◆ **Brief**:
For each line below that includes the string "clone", show the whole line.

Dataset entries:

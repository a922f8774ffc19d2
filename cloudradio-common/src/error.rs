//! Common error types for cloudradio

use thiserror::Error;

/// Common result type for cloudradio operations
pub type Result<T> = std::result::Result<T, Error>;

/// Common error types shared across cloudradio crates
#[derive(Error, Debug)]
pub enum Error {
    /// I/O operation error (wraps std::io::Error)
    #[error("IO error: {0}")]
    Io(#[from] std::io::Error),

    /// Configuration loading or validation error
    #[error("Configuration error: {0}")]
    Config(String),

    /// Inbound message could not be decoded
    #[error("Malformed message: {0}")]
    MalformedMessage(String),

    /// Invalid user input or request parameter
    #[error("Invalid input: {0}")]
    InvalidInput(String),

    /// Internal error
    #[error("Internal error: {0}")]
    Internal(String),
}
//! End-to-end control flow tests
//!
//! Drive the controller the way the real process does: commands arrive
//! as PUT messages on either channel, readiness flows back from the
//! backend, and now-playing announcements leave on the remote channel.

use std::sync::{Arc, Mutex};

use serde_json::json;
use tokio::sync::mpsc;

use cloudradio_common::{MessageMethod, Topic, TrackRef};
use cloudradio_player::backend::InstantBackend;
use cloudradio_player::bus::{LocalBus, MessageBus};
use cloudradio_player::controller::Command;
use cloudradio_player::mixer::VolumeState;
use cloudradio_player::queue::PlayQueueItemStatus;
use cloudradio_player::PlayerController;

struct TestRig {
    controller: PlayerController,
    /// Same-device control surface channel
    local: Arc<LocalBus>,
    /// Stands in for the remote socket channel
    remote: Arc<LocalBus>,
    announcements: Arc<Mutex<Vec<serde_json::Value>>>,
    ready_rx: mpsc::UnboundedReceiver<TrackRef>,
}

fn rig() -> TestRig {
    let local = Arc::new(LocalBus::new());
    let remote = Arc::new(LocalBus::new());

    let announcements = Arc::new(Mutex::new(Vec::new()));
    let sink = announcements.clone();
    remote.subscribe(
        Topic::QueueItem,
        MessageMethod::Put,
        Arc::new(move |message| {
            sink.lock().unwrap().push(message.payload.clone());
        }),
    );

    let (ready_tx, ready_rx) = mpsc::unbounded_channel();
    let (_stub_tx, stub_rx) = mpsc::unbounded_channel();
    let backend = Arc::new(InstantBackend::new(ready_tx));

    let controller = PlayerController::new(
        backend,
        remote.clone(),
        None,
        VolumeState::default(),
        stub_rx,
    );
    controller.attach_buses(&[local.as_ref() as &dyn MessageBus, remote.as_ref()]);

    TestRig {
        controller,
        local,
        remote,
        announcements,
        ready_rx,
    }
}

impl TestRig {
    /// Process bus-delivered commands, then any backend ready signals
    fn settle(&mut self) {
        self.controller.process_pending_commands();
        while let Ok(track) = self.ready_rx.try_recv() {
            self.controller.handle_command(Command::TrackReady(track));
        }
        self.controller.process_pending_commands();
    }

    fn announced(&self) -> Vec<serde_json::Value> {
        self.announcements.lock().unwrap().clone()
    }
}

fn queue_payload(ids: &[u64]) -> serde_json::Value {
    json!(ids
        .iter()
        .map(|id| json!({"track": {"id": id, "providerId": "soundcloud"}}))
        .collect::<Vec<_>>())
}

#[test]
fn test_full_scenario_queue_then_next() {
    let mut rig = rig();

    // Queue [A, B] arrives on the remote channel
    rig.remote
        .send_message(Topic::Queue, MessageMethod::Put, queue_payload(&[11, 22]));
    rig.controller.process_pending_commands();

    // A is loading, nothing announced yet
    assert!(rig.controller.is_loading());
    assert_eq!(
        rig.controller.queue().current().unwrap().status,
        PlayQueueItemStatus::RequestedPlaying
    );
    assert!(rig.announced().is_empty());

    rig.settle();
    assert!(!rig.controller.is_loading());
    assert_eq!(
        rig.controller.queue().playing().unwrap().track,
        TrackRef::new(11, "soundcloud")
    );

    // NEXT arrives on the in-process channel; lowercase is accepted
    rig.local
        .send_message(Topic::PlayerState, MessageMethod::Put, json!("next"));
    rig.settle();

    let items = rig.controller.queue().items();
    assert_eq!(items[0].status, PlayQueueItemStatus::Stopped);
    assert_eq!(items[1].status, PlayQueueItemStatus::Playing);

    // Exactly two announcements, A then B
    assert_eq!(
        rig.announced(),
        vec![
            json!({"track_id": 11, "track_provider_id": "soundcloud"}),
            json!({"track_id": 22, "track_provider_id": "soundcloud"}),
        ]
    );
}

#[test]
fn test_commands_are_channel_agnostic() {
    let mut rig = rig();

    // Volume on the in-process channel, noise on the remote channel
    rig.local
        .send_message(Topic::Volume, MessageMethod::Put, json!(60));
    rig.remote
        .send_message(Topic::Noise, MessageMethod::Put, json!(50));
    rig.settle();

    let volume = rig.controller.volume();
    assert_eq!(volume.master, 60.0);
    assert_eq!(volume.noise_fraction, 50.0);
    assert!((volume.player_volume - 30.0).abs() < 1e-9);
    assert!((volume.noise_volume - 30.0).abs() < 1e-9);
}

#[test]
fn test_unrecognized_player_state_has_no_effect() {
    let mut rig = rig();
    rig.remote
        .send_message(Topic::Queue, MessageMethod::Put, queue_payload(&[7]));
    rig.settle();

    let volume_before = rig.controller.volume();
    rig.local
        .send_message(Topic::PlayerState, MessageMethod::Put, json!("SHUFFLE"));
    rig.settle();

    assert_eq!(rig.controller.queue().cursor(), Some(0));
    assert_eq!(
        rig.controller.queue().playing().unwrap().track,
        TrackRef::new(7, "soundcloud")
    );
    assert_eq!(rig.controller.volume(), volume_before);
    assert_eq!(rig.announced().len(), 1);
}

#[test]
fn test_malformed_queue_payload_rejected() {
    let mut rig = rig();
    rig.remote
        .send_message(Topic::Queue, MessageMethod::Put, json!("not a queue"));
    rig.settle();

    assert!(rig.controller.queue().is_empty());
    assert!(!rig.controller.is_loading());
}

#[test]
fn test_get_method_messages_do_not_reach_handlers() {
    let mut rig = rig();
    // Handlers are registered for PUT only
    rig.local
        .send_message(Topic::Volume, MessageMethod::Get, json!(10));
    rig.settle();
    assert_eq!(rig.controller.volume().master, 100.0);
}

#[test]
fn test_loading_watch_observes_transitions() {
    let mut rig = rig();
    let watch = rig.controller.loading_watch();
    assert!(!*watch.borrow());

    rig.remote
        .send_message(Topic::Queue, MessageMethod::Put, queue_payload(&[3]));
    rig.controller.process_pending_commands();
    assert!(*watch.borrow());

    rig.settle();
    assert!(!*watch.borrow());
}
//! Playback backend seam
//!
//! The actual media engine (resolving, decoding, buffering) lives outside
//! this control core. The controller drives it through this trait and
//! learns about readiness through the track-ready channel: once the
//! backend has the resource ready, the track flows back into the
//! controller's dispatch loop and the item transitions
//! `RequestedPlaying → Playing`.

use cloudradio_common::TrackRef;
use tokio::sync::mpsc;
use tracing::debug;

/// Interface boundary to the external media engine
pub trait PlaybackBackend: Send + Sync {
    /// Begin loading/seeking the given track for playback
    fn load(&self, track: &TrackRef);

    /// Pause the given track
    fn pause(&self, track: &TrackRef);

    /// Apply the effective volume split (content, noise), both 0-100
    fn set_volumes(&self, player_volume: f64, noise_volume: f64);
}

/// Backend that reports every track ready immediately.
///
/// Stands in for a real media engine in the binary and in tests; useful
/// wherever resource acquisition latency is irrelevant to the logic
/// under test.
pub struct InstantBackend {
    ready_tx: mpsc::UnboundedSender<TrackRef>,
}

impl InstantBackend {
    /// `ready_tx` is the controller's track-ready channel
    pub fn new(ready_tx: mpsc::UnboundedSender<TrackRef>) -> Self {
        Self { ready_tx }
    }
}

impl PlaybackBackend for InstantBackend {
    fn load(&self, track: &TrackRef) {
        debug!(%track, "loading track");
        // Controller may already be gone during shutdown
        let _ = self.ready_tx.send(track.clone());
    }

    fn pause(&self, track: &TrackRef) {
        debug!(%track, "pausing track");
    }

    fn set_volumes(&self, player_volume: f64, noise_volume: f64) {
        debug!(player_volume, noise_volume, "volumes applied");
    }
}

◆ **Answer below**:
    let sink = announcements.clone();
            sink.lock().unwrap().push(message.payload.clone());
        remote.clone(),
        self.announcements.lock().unwrap().clone()
        let _ = self.ready_tx.send(track.clone());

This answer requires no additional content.